* Task to complete
How many lines in the data below include the word "PartialEq"? Respond with the number, nothing more.
**** Data provided
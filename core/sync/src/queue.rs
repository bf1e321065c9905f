//! Durable queue of pending push operations.
//!
//! At most one operation is pending per `(entity_type_id, entity_id)`. A
//! newer enqueue for the same record overwrites the operation type and stamp
//! in place, keeping the original position, so save-then-delete while
//! offline collapses into a single DELETE.

use rusqlite::{params, OptionalExtension, Row};
use serde::{Deserialize, Serialize};
use std::fmt;
use tracing::debug;

use fieldbook_common::{EntityId, Error, Result, Timestamp};
use fieldbook_storage::Database;

const QUEUE_SCHEMA: &str = r#"
    CREATE TABLE IF NOT EXISTS sync_queue (
        id INTEGER PRIMARY KEY AUTOINCREMENT,
        entity_type TEXT NOT NULL,
        entity_id TEXT NOT NULL,
        operation TEXT NOT NULL,
        stamped_at INTEGER NOT NULL,
        revision INTEGER NOT NULL DEFAULT 0,
        UNIQUE (entity_type, entity_id)
    );
"#;

/// Kind of pending push.
#[derive(Debug, Clone, Copy, PartialEq, Eq, Hash, Serialize, Deserialize)]
#[serde(rename_all = "UPPERCASE")]
pub enum OperationType {
    Upsert,
    Delete,
}

impl OperationType {
    fn as_str(&self) -> &'static str {
        match self {
            OperationType::Upsert => "UPSERT",
            OperationType::Delete => "DELETE",
        }
    }

    fn parse(raw: &str) -> Result<Self> {
        match raw {
            "UPSERT" => Ok(OperationType::Upsert),
            "DELETE" => Ok(OperationType::Delete),
            other => Err(Error::Storage(format!("Unknown queued operation: {}", other))),
        }
    }
}

impl fmt::Display for OperationType {
    fn fmt(&self, f: &mut fmt::Formatter<'_>) -> fmt::Result {
        f.write_str(self.as_str())
    }
}

/// A pending push.
#[derive(Debug, Clone, PartialEq, Eq, Serialize, Deserialize)]
pub struct SyncOperation {
    /// Queue-internal id; also the queue position.
    pub id: i64,
    /// Tag routing the operation to its handler.
    pub entity_type_id: String,
    /// Record the operation applies to.
    pub entity_id: EntityId,
    /// Latest intent for the record.
    pub operation: OperationType,
    /// Logical time of the latest enqueue; sent as `deletedAt` for deletes.
    pub stamped_at: Timestamp,
    /// Bumped each time a newer intent is coalesced into this entry.
    pub revision: i64,
}

impl fmt::Display for SyncOperation {
    fn fmt(&self, f: &mut fmt::Formatter<'_>) -> fmt::Result {
        write!(
            f,
            "#{} {} {}/{}",
            self.id, self.operation, self.entity_type_id, self.entity_id
        )
    }
}

/// Durable coalescing queue stored next to the local records.
pub struct SyncQueue {
    db: Database,
}

impl SyncQueue {
    /// Open the queue on `db`, creating its table if needed.
    pub fn new(db: Database) -> Result<Self> {
        db.migrate(QUEUE_SCHEMA)?;
        Ok(Self { db })
    }

    /// Record an intent, coalescing with any pending one for the same record.
    pub fn enqueue(
        &self,
        entity_type_id: &str,
        entity_id: &EntityId,
        operation: OperationType,
        stamped_at: Timestamp,
    ) -> Result<()> {
        debug!("Enqueue {} {}/{}", operation, entity_type_id, entity_id);
        self.db.with_conn(|conn| {
            conn.execute(
                r#"
                INSERT INTO sync_queue (entity_type, entity_id, operation, stamped_at)
                VALUES (?1, ?2, ?3, ?4)
                ON CONFLICT(entity_type, entity_id) DO UPDATE SET
                    operation = excluded.operation,
                    stamped_at = excluded.stamped_at,
                    revision = revision + 1
                "#,
                params![
                    entity_type_id,
                    entity_id.as_str(),
                    operation.as_str(),
                    stamped_at.as_millis()
                ],
            )
        })?;
        Ok(())
    }

    /// All pending operations in enqueue order.
    pub fn get_all_pending(&self) -> Result<Vec<SyncOperation>> {
        let rows = self.db.with_conn(|conn| {
            let mut stmt = conn.prepare(
                r#"
                SELECT id, entity_type, entity_id, operation, stamped_at, revision
                FROM sync_queue ORDER BY id
                "#,
            )?;
            let rows = stmt.query_map([], RawOperation::from_row)?;
            rows.collect::<rusqlite::Result<Vec<_>>>()
        })?;

        rows.into_iter().map(RawOperation::into_operation).collect()
    }

    /// The pending operation for one record, if any.
    pub fn pending_for(
        &self,
        entity_type_id: &str,
        entity_id: &EntityId,
    ) -> Result<Option<SyncOperation>> {
        let row = self.db.with_conn(|conn| {
            conn.query_row(
                r#"
                SELECT id, entity_type, entity_id, operation, stamped_at, revision
                FROM sync_queue WHERE entity_type = ?1 AND entity_id = ?2
                "#,
                params![entity_type_id, entity_id.as_str()],
                RawOperation::from_row,
            )
            .optional()
        })?;

        row.map(RawOperation::into_operation).transpose()
    }

    /// Remove a processed operation.
    ///
    /// The entry is only removed if it still holds the intent that was
    /// processed; an intent coalesced in while the operation was in flight
    /// stays queued. Returns whether the entry was removed.
    pub fn remove(&self, operation: &SyncOperation) -> Result<bool> {
        let removed = self.db.with_conn(|conn| {
            conn.execute(
                "DELETE FROM sync_queue WHERE id = ?1 AND revision = ?2",
                params![operation.id, operation.revision],
            )
        })?;
        Ok(removed > 0)
    }

    /// Number of pending operations.
    pub fn len(&self) -> Result<usize> {
        let count: i64 = self
            .db
            .with_conn(|conn| conn.query_row("SELECT COUNT(*) FROM sync_queue", [], |row| row.get(0)))?;
        Ok(count as usize)
    }

    /// Whether nothing is pending.
    pub fn is_empty(&self) -> Result<bool> {
        Ok(self.len()? == 0)
    }
}

/// Row as read from SQLite, before validation.
struct RawOperation {
    id: i64,
    entity_type_id: String,
    entity_id: String,
    operation: String,
    stamped_at: i64,
    revision: i64,
}

impl RawOperation {
    fn from_row(row: &Row<'_>) -> rusqlite::Result<Self> {
        Ok(Self {
            id: row.get(0)?,
            entity_type_id: row.get(1)?,
            entity_id: row.get(2)?,
            operation: row.get(3)?,
            stamped_at: row.get(4)?,
            revision: row.get(5)?,
        })
    }

    fn into_operation(self) -> Result<SyncOperation> {
        Ok(SyncOperation {
            id: self.id,
            entity_type_id: self.entity_type_id,
            entity_id: EntityId::new(self.entity_id)?,
            operation: OperationType::parse(&self.operation)?,
            stamped_at: Timestamp::from_millis(self.stamped_at),
            revision: self.revision,
        })
    }
}

#[cfg(test)]
mod tests {
    use super::*;
    use tempfile::TempDir;

    fn queue() -> SyncQueue {
        SyncQueue::new(Database::in_memory().unwrap()).unwrap()
    }

    fn ts(millis: i64) -> Timestamp {
        Timestamp::from_millis(millis)
    }

    #[test]
    fn test_upsert_then_delete_coalesces() {
        let queue = queue();
        let id = EntityId::from("c1");

        queue.enqueue("clients", &id, OperationType::Upsert, ts(1)).unwrap();
        queue.enqueue("clients", &id, OperationType::Delete, ts(2)).unwrap();

        let pending = queue.get_all_pending().unwrap();
        assert_eq!(pending.len(), 1);
        assert_eq!(pending[0].operation, OperationType::Delete);
        assert_eq!(pending[0].stamped_at, ts(2));
    }

    #[test]
    fn test_coalescing_keeps_position() {
        let queue = queue();
        let a = EntityId::from("a");
        let b = EntityId::from("b");

        queue.enqueue("clients", &a, OperationType::Upsert, ts(1)).unwrap();
        queue.enqueue("clients", &b, OperationType::Upsert, ts(2)).unwrap();
        queue.enqueue("clients", &a, OperationType::Delete, ts(3)).unwrap();

        let order: Vec<_> = queue
            .get_all_pending()
            .unwrap()
            .into_iter()
            .map(|op| op.entity_id)
            .collect();
        assert_eq!(order, vec![a, b]);
    }

    #[test]
    fn test_same_id_different_types_are_distinct() {
        let queue = queue();
        let id = EntityId::from("shared");

        queue.enqueue("clients", &id, OperationType::Upsert, ts(1)).unwrap();
        queue.enqueue("projects", &id, OperationType::Upsert, ts(1)).unwrap();

        assert_eq!(queue.len().unwrap(), 2);
    }

    #[test]
    fn test_remove_skips_newer_intent() {
        let queue = queue();
        let id = EntityId::from("c1");

        queue.enqueue("clients", &id, OperationType::Upsert, ts(1)).unwrap();
        let in_flight = queue.get_all_pending().unwrap().remove(0);

        // A delete arrives while the upsert is being pushed.
        queue.enqueue("clients", &id, OperationType::Delete, ts(2)).unwrap();

        assert!(!queue.remove(&in_flight).unwrap());
        let pending = queue.pending_for("clients", &id).unwrap().unwrap();
        assert_eq!(pending.operation, OperationType::Delete);

        assert!(queue.remove(&pending).unwrap());
        assert!(queue.is_empty().unwrap());
    }

    #[test]
    fn test_queue_survives_restart() {
        let temp = TempDir::new().unwrap();
        let path = temp.path().join("sync.db");

        {
            let queue = SyncQueue::new(Database::open(&path).unwrap()).unwrap();
            queue
                .enqueue("findings", &EntityId::from("f1"), OperationType::Upsert, ts(5))
                .unwrap();
        }

        let queue = SyncQueue::new(Database::open(&path).unwrap()).unwrap();
        let pending = queue.get_all_pending().unwrap();
        assert_eq!(pending.len(), 1);
        assert_eq!(pending[0].entity_type_id, "findings");
        assert_eq!(pending[0].stamped_at, ts(5));
    }
}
********
* Your response
2